Because of the flexibility and benefits of high-power LED technology, however, the design options don't end there. A new era of "intelligent" lighting is starting which will see "adaptive" beam patterns automatically triggered by varying conditions such as highway, in-town or curve driving. This will be possible because a light beam created by multiple LEDs can be programmed to angle, dim or brighten individual emitters to "adapt" the beam.

The use of Luxeon LEDs in the daytime running lamp of the Audi A8 6.0L indicates an approaching transition of solid-state technology for all headlamp components, including low and high beams, fog lamps and newer adaptive front lighting systems that contribute additional light while turning. The first high-power LED-based adaptive lighting systems are expected by 2007 and have already begun to appear on concept cars from Ford, Audi and Renault (see Conceptual LED headlamps see around corners).

Furthermore, Toyota has also already started shipping its Estima model in Japan which uses a single Luxeon LED to replace the conventional brake lamp bulb. (It is worth noting that no other commercially available single, solid-state light source has yet proven powerful or reliable enough to meet stop lamp specifications with just one LED).

Mobile camera phone flashes

Figure 4 Another extremely interesting early design win for high-power LED technology is in the mobile camera phone market, where Luxeon Flash LEDs are being used to perform the role of digital camera flashes (as well as hand-held flashlights). This has thrown open the scope of camera phones to include dimly lit environments such as night clubs and restaurants - particularly given the recent arrival of megapixel CMOS camera modules.
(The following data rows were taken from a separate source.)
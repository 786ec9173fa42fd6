// Copyright 2026 the Gable Authors
// SPDX-License-Identifier: Apache-2.0

//! Internal passes run by the [`Gui`].
//!
//! Each pass walks part of the widget tree and calls one widget method with
//! the matching context. This file includes utility functions used by
//! multiple passes.

use kurbo::Vec2;

use crate::app::Gui;
use crate::core::{EventCtx, QueryCtx, Update, UpdateCtx, Widget, WidgetId};

pub(crate) mod event;
pub(crate) mod focus;
pub(crate) mod paint;
pub(crate) mod tooltip;
pub(crate) mod update;

/// Call `f` with a query context for the widget, if it exists.
pub(crate) fn query_widget<R>(
    gui: &Gui,
    id: WidgetId,
    f: impl FnOnce(&dyn Widget, &QueryCtx<'_>) -> R,
) -> Option<R> {
    let node = gui.arena.get(id)?;
    let ctx = QueryCtx {
        global_state: &gui.global_state,
        widget_state: &node.state,
        renderer: &node.renderer,
        defaults: gui.theme.for_widget(node.widget.short_type_name()),
    };
    Some(f(&*node.widget, &ctx))
}

/// Send an [`Update`] to a single widget.
pub(crate) fn send_update(gui: &mut Gui, id: WidgetId, update: &Update) {
    with_update_ctx(gui, id, |widget, ctx| widget.update(ctx, update));
}

/// Call `f` with an update context for the widget, if it exists.
pub(crate) fn with_update_ctx<R>(
    gui: &mut Gui,
    id: WidgetId,
    f: impl FnOnce(&mut dyn Widget, &mut UpdateCtx<'_>) -> R,
) -> Option<R> {
    let Gui {
        arena,
        global_state,
        theme,
        ..
    } = gui;
    let node = arena.get_mut(id)?;
    let _span = node.widget.make_trace_span(id).entered();
    let mut ctx = UpdateCtx {
        global_state,
        widget_state: &mut node.state,
        renderer: &node.renderer,
        defaults: theme.for_widget(node.widget.short_type_name()),
    };
    Some(f(&mut *node.widget, &mut ctx))
}

/// Call `f` with an event context for the widget. Returns whether the widget handled the event.
pub(crate) fn with_event_ctx(
    gui: &mut Gui,
    id: WidgetId,
    target: WidgetId,
    f: impl FnOnce(&mut dyn Widget, &mut EventCtx<'_>),
) -> bool {
    let Gui {
        arena,
        global_state,
        theme,
        ..
    } = gui;
    let Some(node) = arena.get_mut(id) else {
        return false;
    };
    let _span = node.widget.make_trace_span(id).entered();
    let mut ctx = EventCtx {
        global_state,
        widget_state: &mut node.state,
        renderer: &node.renderer,
        defaults: theme.for_widget(node.widget.short_type_name()),
        target,
        is_handled: false,
    };
    f(&mut *node.widget, &mut ctx);
    ctx.is_handled
}

/// The offset of a widget's local origin from its parent's origin:
/// its position plus its [widget offset](Widget::widget_offset).
pub(crate) fn local_origin(gui: &Gui, id: WidgetId) -> Vec2 {
    query_widget(gui, id, |widget, ctx| {
        ctx.position().to_vec2() + widget.widget_offset(ctx)
    })
    .unwrap_or_default()
}

/// The offset of a widget's local origin from the GUI origin.
pub(crate) fn absolute_origin(gui: &Gui, id: WidgetId) -> Vec2 {
    gui.arena
        .path_to_root(id)
        .into_iter()
        .map(|ancestor| local_origin(gui, ancestor))
        .fold(Vec2::ZERO, |sum, origin| sum + origin)
}

/// Whether the widget is in the tree, and it and all its ancestors are visible and enabled.
pub(crate) fn is_interactive(gui: &Gui, id: WidgetId) -> bool {
    gui.arena.is_attached(id)
        && gui.arena.path_to_root(id).into_iter().all(|ancestor| {
            gui.arena
                .get(ancestor)
                .is_some_and(|node| node.state.is_interactive())
        })
}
The Luxeon Flash LXCL-PWF1 (see figure 4) provides an output of 40 lm at 1 A, and an LXCL-PWF2 LED delivers 80 lm at 1 A. By contrast, conventional LEDs produce just 6 to 7 lm. The Luxeon Flash products are also rated for 100,000 flashes at 1 A and 168 hours of DC (flashlight/torch mode) at 350 mA. (see White LEDs from Lumileds improve functionality of phone flashes).

Figure 5 These surface-mount products are only 1.0 mm in height, and their footprints (2.0 x 1.6 mm or 3.2 x 1.6 mm) are said by Lumileds to make them the smallest functional camera flash sources on the market. Camera phones equipped with Luxeon Flash LEDs are capable of illuminating subjects at distances of 1 to 2 m and provide excellent colour illumination resulting in consistently higher quality images (see figure 5).

High-power LEDs are the future

It is not an exaggeration to say that power LEDs are set to revolutionise an entire new generation of automotive, industrial, medical, domestic and leisure lighting applications. Indeed the list seems to grow daily. In medical, for example, high-power LED technology is already being used in hand-held dental curing devices, as well as state-of-the-art skin cancer therapy systems, due to the highly controllable LED emissions wavelengths.

Although high-power LED technology works and is here today, its biggest challenge is that it is still regarded as "next generation" in many quarters. Many applications that would benefit massively - if only in the product differentiation stakes alone - have yet to recognise the underlying potential of power LEDs.

This, however, is nothing new for transformational technologies such as power LEDs. Whether they become an overnight success or not in certain applications, one thing is absolutely certain: power LEDs are here to stay.